Dataset entries:
-- Opening Marker --
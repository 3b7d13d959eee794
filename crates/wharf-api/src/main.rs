mod auth;
mod config;
mod dispatcher;
mod dto;
mod error;
mod routes;
mod state;

use std::sync::Arc;

use tokio::sync::broadcast::error::RecvError;
use tower_http::trace::TraceLayer;
use tracing_subscriber::EnvFilter;
use wharf_env::ServerCollection;
use wharf_env::definition::{self, BuildContext};
use wharf_env::events::{EventBus, EventKind};

use crate::config::AppConfig;
use crate::dispatcher::PowerDispatcher;
use crate::routes::api_router;
use crate::state::AppState;

#[tokio::main]
async fn main() {
    // Load .env if present
    let _ = dotenvy::dotenv();

    tracing_subscriber::fmt()
        .with_env_filter(EnvFilter::try_from_default_env().unwrap_or_else(|_| "info".into()))
        .init();

    let config = AppConfig::from_env().expect("invalid configuration");

    // Servers
    let events = EventBus::new();
    spawn_event_log(&events);

    let defs = definition::load_definitions(&config.servers_file)
        .await
        .expect("failed to load server definitions");
    let ctx = BuildContext {
        data_dir: config.data_dir.clone(),
        log_dir: config.log_dir.clone(),
        poll_interval: config.poll_interval,
        events,
    };
    let servers = definition::build_collection(defs, &ctx).expect("failed to build servers");
    tracing::info!(count = servers.len(), "servers loaded");

    reconcile(&servers).await;

    let state = AppState {
        servers: servers.clone(),
        config: Arc::new(config.clone()),
        dispatcher: PowerDispatcher::new(),
    };
    let dispatcher = state.dispatcher.clone();

    let app = api_router(state).layer(TraceLayer::new_for_http());

    let listener = tokio::net::TcpListener::bind(config.listen_addr)
        .await
        .expect("failed to bind listener");

    tracing::info!(addr = %config.listen_addr, "starting control plane API");

    axum::serve(listener, app)
        .with_graceful_shutdown(shutdown_signal())
        .await
        .expect("server error");

    dispatcher.shutdown(config.shutdown_grace).await;
    for server in servers.all() {
        if let Err(e) = server.environment().disable_resource_polling().await {
            tracing::warn!(server = %server.id(), error = %e, "failed to stop resource polling");
        }
    }
    tracing::info!("shutdown complete");
}

/// Create missing environments and re-attach to running ones. Failures are
/// scoped to the server.
async fn reconcile(servers: &ServerCollection) {
    for server in servers.all() {
        if let Err(e) = server.reconcile().await {
            tracing::error!(server = %server.id(), error = %e, "failed to reconcile server");
        }
    }
}

fn spawn_event_log(events: &EventBus) {
    let mut rx = events.subscribe();
    tokio::spawn(async move {
        loop {
            match rx.recv().await {
                Ok(event) => match &event.kind {
                    EventKind::ConsoleOutput(line) => {
                        tracing::trace!(server = %event.server, line = %line, "console")
                    }
                    kind => tracing::trace!(server = %event.server, event = ?kind, "server event"),
                },
                Err(RecvError::Lagged(skipped)) => {
                    tracing::trace!(skipped, "event log lagged");
                }
                Err(RecvError::Closed) => break,
            }
        }
    });
}

async fn shutdown_signal() {
    let ctrl_c = async {
        tokio::signal::ctrl_c()
            .await
            .expect("failed to install Ctrl+C handler");
    };
    let terminate = async {
        tokio::signal::unix::signal(tokio::signal::unix::SignalKind::terminate())
            .expect("failed to install SIGTERM handler")
            .recv()
            .await;
    };

    tokio::select! {
        _ = ctrl_c => {},
        _ = terminate => {},
    }
    tracing::info!("shutdown signal received");
}
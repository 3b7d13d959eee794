use std::collections::HashMap;
use std::sync::{Arc, RwLock, RwLockReadGuard, RwLockWriteGuard};

use tracing::{info, warn};

use crate::types::ServerId;
use crate::{Environment, Error, Result};

/// One managed server: a stable identifier and the environment that runs it.
///
/// Lifecycle state is never stored here; ask the environment.
pub struct Server {
    id: ServerId,
    environment: Box<dyn Environment>,
}

impl Server {
    pub fn new(id: ServerId, environment: Box<dyn Environment>) -> Self {
        Self { id, environment }
    }

    pub fn id(&self) -> &ServerId {
        &self.id
    }

    pub fn environment(&self) -> &dyn Environment {
        self.environment.as_ref()
    }

    /// Bring the environment in line with the backend after a daemon boot:
    /// create what is missing, re-attach to what is already running.
    pub async fn reconcile(&self) -> Result<()> {
        let env = self.environment();

        if !env.exists().await? {
            info!(server = %self.id, environment = %env.name(), "creating missing environment");
            env.create().await?;
        }

        if env.is_running().await? {
            info!(server = %self.id, "server already running, re-attaching");
            if let Err(e) = env.attach().await {
                warn!(server = %self.id, error = %e, "could not re-attach console");
            } else {
                env.follow_console_output().await?;
            }
            env.enable_resource_polling().await?;
        }
        Ok(())
    }
}

#[derive(Default)]
struct Inner {
    order: Vec<Arc<Server>>,
    index: HashMap<ServerId, Arc<Server>>,
}

/// Registry of every server known to the daemon, unique by identifier.
///
/// Lookups take a shared lock and hand out `Arc`s, so callers never hold the
/// lock while driving an environment.
#[derive(Clone, Default)]
pub struct ServerCollection {
    inner: Arc<RwLock<Inner>>,
}

impl ServerCollection {
    pub fn new() -> Self {
        Self::default()
    }

    pub fn get(&self, id: &str) -> Option<Arc<Server>> {
        self.read().index.get(id).cloned()
    }

    pub fn contains(&self, id: &str) -> bool {
        self.read().index.contains_key(id)
    }

    /// All servers in registration order.
    pub fn all(&self) -> Vec<Arc<Server>> {
        self.read().order.clone()
    }

    pub fn len(&self) -> usize {
        self.read().order.len()
    }

    pub fn is_empty(&self) -> bool {
        self.read().order.is_empty()
    }

    pub fn add(&self, server: Server) -> Result<Arc<Server>> {
        let mut inner = self.write();
        if inner.index.contains_key(server.id()) {
            return Err(Error::DuplicateServer(server.id().clone()));
        }
        let server = Arc::new(server);
        inner.index.insert(server.id().clone(), server.clone());
        inner.order.push(server.clone());
        Ok(server)
    }

    pub fn remove(&self, id: &str) -> Option<Arc<Server>> {
        let mut inner = self.write();
        let server = inner.index.remove(id)?;
        inner.order.retain(|s| s.id().as_str() != id);
        Some(server)
    }

    fn read(&self) -> RwLockReadGuard<'_, Inner> {
        match self.inner.read() {
            Ok(g) => g,
            Err(poisoned) => poisoned.into_inner(),
        }
    }

    fn write(&self) -> RwLockWriteGuard<'_, Inner> {
        match self.inner.write() {
            Ok(g) => g,
            Err(poisoned) => poisoned.into_inner(),
        }
    }
}
use axum::http::{HeaderValue, StatusCode, header};
use axum::response::{IntoResponse, Response};

#[derive(Debug, thiserror::Error)]
pub enum ApiError {
    #[error("unauthorized")]
    Unauthorized,

    #[error("not found")]
    NotFound,

    #[error("not implemented")]
    NotImplemented,

    #[error("{0}")]
    Internal(String),
}

impl IntoResponse for ApiError {
    fn into_response(self) -> Response {
        let status = match &self {
            ApiError::Unauthorized => StatusCode::UNAUTHORIZED,
            ApiError::NotFound => StatusCode::NOT_FOUND,
            ApiError::NotImplemented => StatusCode::NOT_IMPLEMENTED,
            ApiError::Internal(_) => StatusCode::INTERNAL_SERVER_ERROR,
        };

        let body = serde_json::json!({ "error": self.to_string() });
        let mut response = (status, axum::Json(body)).into_response();
        if status == StatusCode::UNAUTHORIZED {
            response
                .headers_mut()
                .insert(header::WWW_AUTHENTICATE, HeaderValue::from_static("Bearer"));
        }
        response
    }
}
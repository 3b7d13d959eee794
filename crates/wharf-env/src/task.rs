use std::sync::Mutex;

use tokio::task::JoinHandle;

/// Holds at most one background task. Replacing or dropping the slot aborts
/// the previous task, so sampling loops and console forwarders never leak.
#[derive(Default)]
pub(crate) struct TaskSlot(Mutex<Option<JoinHandle<()>>>);

impl TaskSlot {
    pub(crate) fn replace(&self, task: JoinHandle<()>) {
        if let Some(old) = self.lock().replace(task) {
            old.abort();
        }
    }

    pub(crate) fn cancel(&self) {
        if let Some(old) = self.lock().take() {
            old.abort();
        }
    }

    pub(crate) fn is_active(&self) -> bool {
        self.lock().as_ref().is_some_and(|t| !t.is_finished())
    }

    fn lock(&self) -> std::sync::MutexGuard<'_, Option<JoinHandle<()>>> {
        match self.0.lock() {
            Ok(g) => g,
            Err(poisoned) => poisoned.into_inner(),
        }
    }
}

impl Drop for TaskSlot {
    fn drop(&mut self) {
        self.cancel();
    }
}

#[cfg(test)]
mod tests {
    use super::*;
    use std::time::Duration;

    #[tokio::test]
    async fn replacing_aborts_previous_task() {
        let slot = TaskSlot::default();
        let first = tokio::spawn(tokio::time::sleep(Duration::from_secs(30)));
        let abort = first.abort_handle();
        slot.replace(first);
        slot.replace(tokio::spawn(async {}));

        for _ in 0..100 {
            if abort.is_finished() {
                break;
            }
            tokio::time::sleep(Duration::from_millis(10)).await;
        }
        assert!(abort.is_finished());
    }

    #[tokio::test]
    async fn cancel_leaves_slot_inactive() {
        let slot = TaskSlot::default();
        slot.replace(tokio::spawn(tokio::time::sleep(Duration::from_secs(30))));
        assert!(slot.is_active());
        slot.cancel();
        assert!(!slot.is_active());
    }
}
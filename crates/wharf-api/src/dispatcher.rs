use std::fmt;
use std::str::FromStr;
use std::sync::{Arc, Mutex, MutexGuard};
use std::time::Duration;

use tokio::task::JoinSet;
use wharf_env::{Server, Signal};

/// Power actions a client may request. `restart` is accepted but inert.
#[derive(Debug, Clone, Copy, PartialEq, Eq)]
pub enum PowerAction {
    Start,
    Stop,
    Restart,
    Kill,
}

impl PowerAction {
    pub fn as_str(&self) -> &'static str {
        match self {
            Self::Start => "start",
            Self::Stop => "stop",
            Self::Restart => "restart",
            Self::Kill => "kill",
        }
    }
}

impl fmt::Display for PowerAction {
    fn fmt(&self, f: &mut fmt::Formatter<'_>) -> fmt::Result {
        f.write_str(self.as_str())
    }
}

#[derive(Debug, PartialEq, Eq)]
pub struct InvalidAction(pub String);

impl FromStr for PowerAction {
    type Err = InvalidAction;

    fn from_str(s: &str) -> Result<Self, Self::Err> {
        match s {
            "start" => Ok(Self::Start),
            "stop" => Ok(Self::Stop),
            "restart" => Ok(Self::Restart),
            "kill" => Ok(Self::Kill),
            other => Err(InvalidAction(other.to_string())),
        }
    }
}

/// Runs power actions as detached tasks that outlive the request.
///
/// Tasks are tracked in a `JoinSet` so shutdown can wait for them and abort
/// whatever is left. There is no per-server ordering between actions.
#[derive(Clone, Default)]
pub struct PowerDispatcher {
    tasks: Arc<Mutex<JoinSet<()>>>,
}

impl PowerDispatcher {
    pub fn new() -> Self {
        Self::default()
    }

    /// Spawn `action` against `server` and return immediately.
    pub fn dispatch(&self, server: Arc<Server>, action: PowerAction) {
        let mut tasks = self.lock();
        // Reap finished tasks so the set does not grow without bound.
        while tasks.try_join_next().is_some() {}
        tasks.spawn(run(server, action));
    }

    /// Wait up to `grace` for in-flight actions, then abort the rest.
    pub async fn shutdown(&self, grace: Duration) {
        let mut tasks = std::mem::take(&mut *self.lock());
        if tasks.is_empty() {
            return;
        }

        tracing::info!(in_flight = tasks.len(), "waiting for power actions to finish");
        let drained = tokio::time::timeout(grace, async {
            while tasks.join_next().await.is_some() {}
        })
        .await;

        if drained.is_err() {
            tracing::warn!(remaining = tasks.len(), "aborting unfinished power actions");
            tasks.shutdown().await;
        }
    }

    fn lock(&self) -> MutexGuard<'_, JoinSet<()>> {
        match self.tasks.lock() {
            Ok(g) => g,
            Err(poisoned) => poisoned.into_inner(),
        }
    }
}

async fn run(server: Arc<Server>, action: PowerAction) {
    let env = server.environment();
    let result = match action {
        PowerAction::Start => env.start().await,
        PowerAction::Stop => env.stop().await,
        PowerAction::Kill => env.terminate(Signal::SIGKILL).await,
        PowerAction::Restart => {
            tracing::debug!(server = %server.id(), "restart requested, nothing to do");
            Ok(())
        }
    };

    match result {
        Ok(()) => tracing::debug!(server = %server.id(), action = %action, "power action finished"),
        Err(e) => tracing::error!(
            server = %server.id(),
            action = %action,
            error = %e,
            "power action failed"
        ),
    }
}
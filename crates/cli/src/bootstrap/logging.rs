use jenkin_domain::config::LogFormat;
use jenkin_domain::Config;
use tracing_subscriber::{layer::SubscriberExt, util::SubscriberInitExt, EnvFilter};

/// `RUST_LOG` wins over the configured level when it parses.
pub fn init_logging(config: &Config) {
    let base_level = config.logging.level.as_str();
    let filter = match std::env::var("RUST_LOG") {
        Ok(directives) => {
            EnvFilter::try_new(directives).unwrap_or_else(|_| EnvFilter::new(base_level))
        }
        Err(_) => EnvFilter::try_new(format!("{},sqlx=warn", base_level))
            .unwrap_or_else(|_| EnvFilter::new("info")),
    };

    let registry = tracing_subscriber::registry().with(filter);
    match config.logging.format {
        LogFormat::Json => registry
            .with(tracing_subscriber::fmt::layer().json().with_target(true))
            .init(),
        LogFormat::Pretty => registry
            .with(tracing_subscriber::fmt::layer().with_target(false))
            .init(),
    }
}
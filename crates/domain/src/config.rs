pub mod database;
pub mod errors;
pub mod logging;
pub mod request_logging;
pub mod retention;
pub mod root;
pub mod server;

pub use database::DatabaseConfig;
pub use errors::ConfigError;
pub use logging::{LogFormat, LoggingConfig};
pub use request_logging::RequestLoggingConfig;
pub use retention::RetentionConfig;
pub use root::{CliOverrides, Config};
pub use server::ServerConfig;
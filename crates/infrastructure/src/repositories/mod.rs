pub mod log_repository;

pub use log_repository::SqliteLogStore;
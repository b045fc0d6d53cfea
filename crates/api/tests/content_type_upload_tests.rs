use axum::{
    body::Body,
    extract::Multipart,
    http::{Request, StatusCode},
    response::{IntoResponse, Response},
    routing::post,
    Router,
};
use http_body_util::BodyExt;
use jenkin_api::validation::validate_upload;
use jenkin_domain::{ContentTypeGroup, ContentTypeValidator};
use serde_json::Value;
use tower::ServiceExt;

const BOUNDARY: &str = "jenkin-boundary";

async fn upload(mut multipart: Multipart) -> Response {
    let validator = ContentTypeValidator::for_group(ContentTypeGroup::Image);
    let mut accepted = 0;
    while let Ok(Some(field)) = multipart.next_field().await {
        if let Err(rejection) = validate_upload(&validator, &field) {
            return rejection.into_response();
        }
        accepted += 1;
    }
    format!("accepted {}", accepted).into_response()
}

fn create_router() -> Router {
    Router::new().route("/upload", post(upload))
}

fn multipart_request(content_type: Option<&str>) -> Request<Body> {
    let mut body = format!(
        "--{BOUNDARY}\r\nContent-Disposition: form-data; name=\"avatar\"; filename=\"a.bin\"\r\n"
    );
    if let Some(ct) = content_type {
        body.push_str(&format!("Content-Type: {ct}\r\n"));
    }
    body.push_str(&format!("\r\nDATA\r\n--{BOUNDARY}--\r\n"));

    Request::builder()
        .method("POST")
        .uri("/upload")
        .header(
            "content-type",
            format!("multipart/form-data; boundary={BOUNDARY}"),
        )
        .body(Body::from(body))
        .unwrap()
}

async fn read(response: Response) -> (StatusCode, Vec<u8>) {
    let status = response.status();
    let bytes = response.into_body().collect().await.unwrap().to_bytes();
    (status, bytes.to_vec())
}

#[tokio::test]
async fn test_image_upload_accepted() {
    let response = create_router()
        .oneshot(multipart_request(Some("image/png")))
        .await
        .unwrap();

    let (status, body) = read(response).await;
    assert_eq!(status, StatusCode::OK);
    assert_eq!(body, b"accepted 1");
}

#[tokio::test]
async fn test_undeclared_content_type_accepted() {
    let response = create_router()
        .oneshot(multipart_request(None))
        .await
        .unwrap();

    assert_eq!(response.status(), StatusCode::OK);
}

#[tokio::test]
async fn test_disallowed_content_type_rejected() {
    let response = create_router()
        .oneshot(multipart_request(Some("application/pdf")))
        .await
        .unwrap();

    let (status, body) = read(response).await;
    let json: Value = serde_json::from_slice(&body).unwrap();

    assert_eq!(status, StatusCode::BAD_REQUEST);
    assert_eq!(json["success"], false);
    assert_eq!(
        json["exceptionMessage"]["avatar"][0],
        "Content-Type should be one of the following: image/jpeg,image/jpg,image/png,image/gif"
    );
}
use async_trait::async_trait;
use jenkin_application::ports::{LogBatchTransaction, LogStore, LogStoreConnection};
use jenkin_domain::{DomainError, RetentionCutoff};
use sqlx::pool::PoolConnection;
use sqlx::{Connection, Sqlite, SqlitePool, Transaction};
use tracing::debug;

const DELETE_EXPIRED_BATCH: &str =
    "DELETE FROM logs WHERE id IN (SELECT id FROM logs WHERE timestamp < ? LIMIT ?)";

pub struct SqliteLogStore {
    pool: SqlitePool,
}

impl SqliteLogStore {
    pub fn new(pool: SqlitePool) -> Self {
        Self { pool }
    }
}

#[async_trait]
impl LogStore for SqliteLogStore {
    async fn open(&self) -> Result<Box<dyn LogStoreConnection>, DomainError> {
        let conn = self
            .pool
            .acquire()
            .await
            .map_err(|e| DomainError::ConnectionError(e.to_string()))?;
        Ok(Box::new(SqliteLogConnection { conn }))
    }
}

struct SqliteLogConnection {
    conn: PoolConnection<Sqlite>,
}

#[async_trait]
impl LogStoreConnection for SqliteLogConnection {
    async fn begin<'a>(&'a mut self) -> Result<Box<dyn LogBatchTransaction + 'a>, DomainError> {
        let tx = Connection::begin(&mut *self.conn)
            .await
            .map_err(|e| DomainError::TransactionError(format!("Failed to begin: {}", e)))?;
        Ok(Box::new(SqliteLogTransaction { tx }))
    }

    async fn close(self: Box<Self>) {
        // back to the pool
        drop(self.conn);
        debug!("Log store connection released");
    }
}

struct SqliteLogTransaction<'a> {
    tx: Transaction<'a, Sqlite>,
}

#[async_trait]
impl<'a> LogBatchTransaction for SqliteLogTransaction<'a> {
    async fn delete_older_than(
        &mut self,
        cutoff: &RetentionCutoff,
        limit: u32,
    ) -> Result<u64, DomainError> {
        let result = sqlx::query(DELETE_EXPIRED_BATCH)
            .bind(cutoff.to_db_string())
            .bind(i64::from(limit))
            .execute(&mut *self.tx)
            .await
            .map_err(|e| {
                DomainError::DatabaseError(format!("Failed to delete expired logs: {}", e))
            })?;
        Ok(result.rows_affected())
    }

    async fn commit(self: Box<Self>) -> Result<(), DomainError> {
        // a failed COMMIT leaves the transaction open; dropping it rolls back
        self.tx
            .commit()
            .await
            .map_err(|e| DomainError::TransactionError(format!("Failed to commit: {}", e)))
    }

    async fn rollback(self: Box<Self>) -> Result<(), DomainError> {
        self.tx
            .rollback()
            .await
            .map_err(|e| DomainError::TransactionError(format!("Failed to roll back: {}", e)))
    }
}
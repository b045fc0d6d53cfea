use jenkin_domain::config::DatabaseConfig;
use jenkin_infrastructure::database::{create_pool, run_migrations};
use sqlx::SqlitePool;
use tracing::{error, info};

pub async fn init_database(cfg: &DatabaseConfig) -> anyhow::Result<SqlitePool> {
    info!(url = %cfg.url, "Initializing database");

    let pool = create_pool(cfg).map_err(|e| {
        error!(error = %e, "Failed to create database pool");
        anyhow::anyhow!(e)
    })?;

    run_migrations(&pool, &cfg.migrations_path)
        .await
        .map_err(|e| {
            error!(error = %e, path = %cfg.migrations_path, "Failed to apply migrations");
            anyhow::anyhow!(e)
        })?;

    info!(
        max_connections = cfg.max_connections,
        "Database initialized successfully"
    );

    Ok(pool)
}
use jenkin_domain::PruneReport;
use serde::{Deserialize, Serialize};
use validator::Validate;

#[derive(Debug, Default, Deserialize, Validate)]
pub struct RunRetentionRequest {
    pub retention_days: Option<u32>,
    #[validate(range(
        min = 1,
        max = 1_000_000,
        message = "batch_size must be between 1 and 1000000"
    ))]
    pub batch_size: Option<u32>,
}

#[derive(Debug, Serialize)]
pub struct RetentionReportDto {
    pub cutoff: String,
    pub total_deleted: u64,
    pub batches: Vec<u64>,
}

impl From<PruneReport> for RetentionReportDto {
    fn from(report: PruneReport) -> Self {
        Self {
            cutoff: report.cutoff.to_string(),
            total_deleted: report.total_deleted,
            batches: report.batches,
        }
    }
}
-- Closing Marker --
= HOW TO COMPLETE THIS TASK =
Look for the string "bind" in the data above and return every line that has it.

= ANSWER TO THE EXERCISE =
    let listener = tokio::net::TcpListener::bind(config.listen_addr)
        .expect("failed to bind listener");
            .bind(cutoff.to_db_string())
            .bind(i64::from(limit))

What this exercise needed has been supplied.